I feel I have a narcissist Sister she has been vile to me on and off for years I'm 38 she's 35 I always forgive and try and work things out but then she does something again and again and she never properly apologise's It's always half hearted if she does she tells lies all the time. She tells people storys making out shes the victim It's like her world and the real world. We currently have nothing to do with each other due to her telling me she wants nothing to do with me after she fell out with my dad over an issue which is just a silly fall out. I hate not having contact with her as I have a lovely nephew but am glad I dont have to put up with her hate towards me any more it's been almost 2 months no contact and life is peaceful.

J. said...

I just need a place to vent so I am writing this. My older sister and her husband have been completely delusional, needy, self-absorbed individuals for over two decades.
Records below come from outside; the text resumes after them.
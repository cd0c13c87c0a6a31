use thiserror::Error;

/// Main error type for the application
#[derive(Error, Debug)]
pub enum Error {
    #[error("Configuration error: {0}")]
    Config(#[from] ConfigError),

    #[error("I/O error: {0}")]
    Io(#[from] std::io::Error),

    #[error("Validation failed: {field}: {message}")]
    Validation { field: String, message: String },

    #[error("Rate limit store error: {0}")]
    RateLimitStore(#[from] redis::RedisError),

    #[error("Application error: {0}")]
    Application(String),
}

/// Configuration-related errors
#[derive(Error, Debug)]
pub enum ConfigError {
    #[error("Config file not found: {path}")]
    FileNotFound { path: String },

    #[error("Config file parse error: {0}")]
    ParseError(#[from] toml::de::Error),
}

impl Error {
    /// Shorthand for a validation failure on a single configuration field
    pub fn validation(field: &str, message: impl Into<String>) -> Self {
        Error::Validation {
            field: field.to_string(),
            message: message.into(),
        }
    }
}

/// Type alias for Results
pub type Result<T> = std::result::Result<T, Error>;

#[cfg(test)]
mod tests {
    use super::*;

    #[test]
    fn test_validation_error_display() {
        let err = Error::validation("server.port", "Port must be greater than 0");
        assert_eq!(
            err.to_string(),
            "Validation failed: server.port: Port must be greater than 0"
        );
    }

    #[test]
    fn test_config_error_conversion() {
        let err: Error = ConfigError::FileNotFound {
            path: "/missing.toml".to_string(),
        }
        .into();
        assert!(matches!(err, Error::Config(ConfigError::FileNotFound { .. })));
        assert!(err.to_string().contains("/missing.toml"));
    }
}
It has been a complete nightmare living in the same city with them. My sister is a narcissist, who played mind games with my parents throughout her marriage. Up until my mother died, my oldest sister was an extremely over-bearing, toxic, judgmental, and mostly self-serving leech. She constantly used my parents for physical work and worked them to the bone. She had absolutely no respect for boundaries or people's limits. No amount of help was good enough for her. She constantly demanded help and bitched until she'd get her way. My parents marriage went to hell because of her/her husband/and his family. Me being the youngest, I had to suffer through my parents dealing with her constantly. She brought out the absolute worst in my mom, who had mental and physical limitations. My Dad was caught in the middle of it all and helpless. She denies everything and is incredibly stubborn in understanding her influence on other people. It has now destroyed our family for the most part. I had no choice, but to cut her out of my life for good. My only regret is that I didn't do it much sooner.

OppressedNoLonger said...

To the commenter who calls themselves "fed up"
Wow.
No - YOU are the one who sounds 'cra-cra'

Bless your wisdom and patience, Anna Valerious.

Salinas said...

I had to look at the name I felt like that was my story yeah this all just happened to me last week my sister is a meth head narcissist not sure anybody can top that that's the craziest of all b****** she took her son I've been raising them for years because I called her effing Bing but he's at my other sisters who was a very much role model for him and his cousins

Anna said...

Sounds very much like my life, with my malignant mother and her mini me, my older sister, who I am scared of.
And if she's really angry her eyes turn black.

Joan said...

Thank you for sharing this very personal and difficult time. I have the same life with my older sister. My dad passed away last year and my mom has Alzheimer's and has been in care since 2013. She takes full advantage of her financially, living in my mothers house for free and not willing to pay a cent. She hasn't even gone to see her in almost three years and lives down the road from the nursing home. She is my kryptonite but i'm getting stronger with her. I'm glad I'm not alone in this struggle.